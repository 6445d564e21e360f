//! Styling configuration for rendered diagrams.

use std::fmt;
use std::path::Path;
use std::str::FromStr;

use serde::{Deserialize, Serialize};
use venn_core::errors::{ErrorInfo, VennError};

/// Circle outline appearance.
#[derive(Debug, Clone, Copy, PartialEq, Eq, Serialize, Deserialize, Default)]
#[serde(rename_all = "lowercase")]
pub enum OutlineStyle {
    /// No outline is drawn.
    None,
    /// Continuous stroke.
    #[default]
    Solid,
    /// Long dashes.
    Dashed,
    /// Short dots.
    Dotted,
}

impl OutlineStyle {
    /// All accepted spellings, for help text and errors.
    pub const CHOICES: [&'static str; 4] = ["none", "solid", "dashed", "dotted"];

    /// SVG `stroke-dasharray` for a stroke of `width` user units; `None` means solid.
    pub fn dash_array(self, width: f64) -> Option<String> {
        match self {
            OutlineStyle::Dashed => Some(format!("{:.2},{:.2}", width * 3.7, width * 1.6)),
            OutlineStyle::Dotted => Some(format!("{:.2},{:.2}", width, width * 1.65)),
            OutlineStyle::None | OutlineStyle::Solid => None,
        }
    }
}

impl FromStr for OutlineStyle {
    type Err = String;

    fn from_str(s: &str) -> Result<Self, Self::Err> {
        match s {
            "none" => Ok(OutlineStyle::None),
            "solid" => Ok(OutlineStyle::Solid),
            "dashed" => Ok(OutlineStyle::Dashed),
            "dotted" => Ok(OutlineStyle::Dotted),
            other => Err(format!(
                "unknown outline style '{other}' (expected one of: {})",
                Self::CHOICES.join(", ")
            )),
        }
    }
}

/// Font family for numbers and set labels.
#[derive(Debug, Clone, Copy, PartialEq, Eq, Serialize, Deserialize, Default)]
pub enum FontFamily {
    /// Generic sans-serif.
    #[default]
    #[serde(rename = "sans-serif")]
    SansSerif,
    /// Generic serif.
    #[serde(rename = "serif")]
    Serif,
    /// Generic monospace.
    #[serde(rename = "monospace")]
    Monospace,
    /// Arial.
    Arial,
    /// Helvetica.
    Helvetica,
    /// Times New Roman.
    #[serde(rename = "Times New Roman")]
    TimesNewRoman,
    /// Courier.
    Courier,
    /// Palatino.
    Palatino,
}

impl FontFamily {
    /// All accepted spellings, for help text and errors.
    pub const CHOICES: [&'static str; 8] = [
        "sans-serif",
        "serif",
        "monospace",
        "Arial",
        "Helvetica",
        "Times New Roman",
        "Courier",
        "Palatino",
    ];

    /// Name as written in the `font-family` attribute.
    pub fn as_str(self) -> &'static str {
        match self {
            FontFamily::SansSerif => "sans-serif",
            FontFamily::Serif => "serif",
            FontFamily::Monospace => "monospace",
            FontFamily::Arial => "Arial",
            FontFamily::Helvetica => "Helvetica",
            FontFamily::TimesNewRoman => "Times New Roman",
            FontFamily::Courier => "Courier",
            FontFamily::Palatino => "Palatino",
        }
    }
}

impl fmt::Display for FontFamily {
    fn fmt(&self, f: &mut fmt::Formatter<'_>) -> fmt::Result {
        f.write_str(self.as_str())
    }
}

impl FromStr for FontFamily {
    type Err = String;

    fn from_str(s: &str) -> Result<Self, Self::Err> {
        [
            FontFamily::SansSerif,
            FontFamily::Serif,
            FontFamily::Monospace,
            FontFamily::Arial,
            FontFamily::Helvetica,
            FontFamily::TimesNewRoman,
            FontFamily::Courier,
            FontFamily::Palatino,
        ]
        .into_iter()
        .find(|family| family.as_str() == s)
        .ok_or_else(|| {
            format!(
                "unknown font '{s}' (expected one of: {})",
                Self::CHOICES.join(", ")
            )
        })
    }
}

/// Slant and weight combination.
#[derive(Debug, Clone, Copy, PartialEq, Eq, Serialize, Deserialize, Default)]
#[serde(rename_all = "kebab-case")]
pub enum FontStyle {
    /// Upright, regular weight.
    #[default]
    Normal,
    /// Upright, bold.
    Bold,
    /// Italic, regular weight.
    Italic,
    /// Italic, bold.
    BoldItalic,
}

impl FontStyle {
    /// All accepted spellings, for help text and errors.
    pub const CHOICES: [&'static str; 4] = ["normal", "bold", "italic", "bold-italic"];

    /// `(font-style, font-weight)` attribute values.
    pub fn attributes(self) -> (&'static str, &'static str) {
        match self {
            FontStyle::Normal => ("normal", "normal"),
            FontStyle::Bold => ("normal", "bold"),
            FontStyle::Italic => ("italic", "normal"),
            FontStyle::BoldItalic => ("italic", "bold"),
        }
    }
}

impl FromStr for FontStyle {
    type Err = String;

    fn from_str(s: &str) -> Result<Self, Self::Err> {
        match s {
            "normal" => Ok(FontStyle::Normal),
            "bold" => Ok(FontStyle::Bold),
            "italic" => Ok(FontStyle::Italic),
            "bold-italic" => Ok(FontStyle::BoldItalic),
            other => Err(format!(
                "unknown font style '{other}' (expected one of: {})",
                Self::CHOICES.join(", ")
            )),
        }
    }
}

/// Size, family and style of one class of text.
#[derive(Debug, Clone, Copy, PartialEq, Serialize, Deserialize)]
pub struct FontSpec {
    /// Size in points.
    pub size: f64,
    /// Font family.
    #[serde(default)]
    pub family: FontFamily,
    /// Slant and weight.
    #[serde(default)]
    pub style: FontStyle,
}

impl FontSpec {
    /// Regular sans-serif text at `size` points.
    pub const fn sized(size: f64) -> Self {
        Self {
            size,
            family: FontFamily::SansSerif,
            style: FontStyle::Normal,
        }
    }
}

/// Default fill colors for the first, second and third set.
pub const DEFAULT_COLORS: [&str; 3] = ["#456f01", "#00688B", "#ffac12"];

/// Complete styling for a diagram.
///
/// Sizes are in points and inches, as in print layouts; the SVG writer converts
/// them to pixels using [`StyleConfig::dpi`].
#[derive(Debug, Clone, PartialEq, Serialize, Deserialize)]
#[serde(default)]
pub struct StyleConfig {
    /// Fill colors per set position. Hex codes, SVG names or R blue names.
    pub colors: [String; 3],
    /// Outline appearance.
    pub outline: OutlineStyle,
    /// Outline width in points.
    pub outline_width: f64,
    /// Font for region counts.
    pub number_font: FontSpec,
    /// Font for set labels.
    pub label_font: FontSpec,
    /// Figure width and height in inches.
    pub figsize: [f64; 2],
    /// Pixels per inch.
    pub dpi: u32,
    /// Fill opacity in `[0, 1]`.
    pub alpha: f64,
}

impl Default for StyleConfig {
    fn default() -> Self {
        Self {
            colors: DEFAULT_COLORS.map(str::to_string),
            outline: OutlineStyle::Solid,
            outline_width: 2.0,
            number_font: FontSpec::sized(12.0),
            label_font: FontSpec::sized(14.0),
            figsize: [10.0, 8.0],
            dpi: 300,
            alpha: 0.5,
        }
    }
}

fn style_error(code: &str, message: &str, field: &str, value: impl ToString) -> VennError {
    VennError::Style(
        ErrorInfo::new(code, message)
            .with_context("field", field)
            .with_context("value", value.to_string()),
    )
}

impl StyleConfig {
    /// Loads a (possibly partial) style from YAML; missing fields take defaults.
    pub fn from_yaml_str(text: &str) -> Result<Self, VennError> {
        let config: StyleConfig = serde_yaml::from_str(text).map_err(|err| {
            VennError::Serde(ErrorInfo::new("venn_render.style_yaml", err.to_string()))
        })?;
        config.validate()?;
        Ok(config)
    }

    /// Reads and validates a YAML style file.
    pub fn load(path: &Path) -> Result<Self, VennError> {
        let text = std::fs::read_to_string(path).map_err(|err| {
            VennError::Style(
                ErrorInfo::new("venn_render.style_read", err.to_string())
                    .with_context("path", path.display().to_string()),
            )
        })?;
        Self::from_yaml_str(&text)
    }

    /// Checks ranges that would otherwise produce an unreadable figure.
    pub fn validate(&self) -> Result<(), VennError> {
        if !(0.0..=1.0).contains(&self.alpha) {
            return Err(style_error(
                "venn_render.alpha",
                "alpha must lie in [0, 1]",
                "alpha",
                self.alpha,
            ));
        }
        if !(self.outline_width >= 0.0) {
            return Err(style_error(
                "venn_render.outline_width",
                "outline width must not be negative",
                "outline_width",
                self.outline_width,
            ));
        }
        for (field, size) in [
            ("number_font.size", self.number_font.size),
            ("label_font.size", self.label_font.size),
            ("figsize.width", self.figsize[0]),
            ("figsize.height", self.figsize[1]),
        ] {
            if !(size > 0.0) || !size.is_finite() {
                return Err(style_error(
                    "venn_render.size",
                    "sizes must be positive",
                    field,
                    size,
                ));
            }
        }
        if self.dpi == 0 {
            return Err(style_error(
                "venn_render.dpi",
                "dpi must be positive",
                "dpi",
                self.dpi,
            ));
        }
        for (idx, color) in self.colors.iter().enumerate() {
            if color.trim().is_empty() {
                return Err(style_error(
                    "venn_render.color",
                    "color must not be blank",
                    &format!("colors[{idx}]"),
                    color,
                ));
            }
        }
        Ok(())
    }

    /// Fill color for the set at `index`, with R color names translated.
    pub fn fill_color(&self, index: usize) -> String {
        resolve_color(&self.colors[index % self.colors.len()])
    }

    /// Converts a size in points to user units at this DPI.
    pub fn points_to_px(&self, points: f64) -> f64 {
        points * f64::from(self.dpi) / 72.0
    }

    /// Canvas size in pixels.
    pub fn canvas_px(&self) -> (f64, f64) {
        let dpi = f64::from(self.dpi);
        (self.figsize[0] * dpi, self.figsize[1] * dpi)
    }
}

const R_COLORS: [(&str, &str); 17] = [
    ("deepskyblue4", "#00688B"),
    ("deepskyblue3", "#009ACD"),
    ("deepskyblue2", "#00B2EE"),
    ("deepskyblue1", "#00BFFF"),
    ("deepskyblue", "#00BFFF"),
    ("skyblue4", "#4A708B"),
    ("skyblue3", "#6CA6CD"),
    ("skyblue2", "#7EC0EE"),
    ("skyblue1", "#87CEFF"),
    ("steelblue4", "#36648B"),
    ("steelblue3", "#4F94CD"),
    ("steelblue2", "#5CACEE"),
    ("steelblue1", "#63B8FF"),
    ("dodgerblue4", "#104E8B"),
    ("dodgerblue3", "#1874CD"),
    ("dodgerblue2", "#1C86EE"),
    ("dodgerblue1", "#1E90FF"),
];

/// Translates R's numbered blue color names to hex; other values pass through.
pub fn resolve_color(color: &str) -> String {
    let color = color.trim();
    R_COLORS
        .iter()
        .find(|(name, _)| *name == color)
        .map_or_else(|| color.to_string(), |(_, hex)| hex.to_string())
}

• • • •

HOW TO COMPLETE THIS TASK
The lines to return are those holding the string "sized" anywhere in the listing above.

OUTPUT
    pub const fn sized(size: f64) -> Self {
            number_font: FontSpec::sized(12.0),
            label_font: FontSpec::sized(14.0),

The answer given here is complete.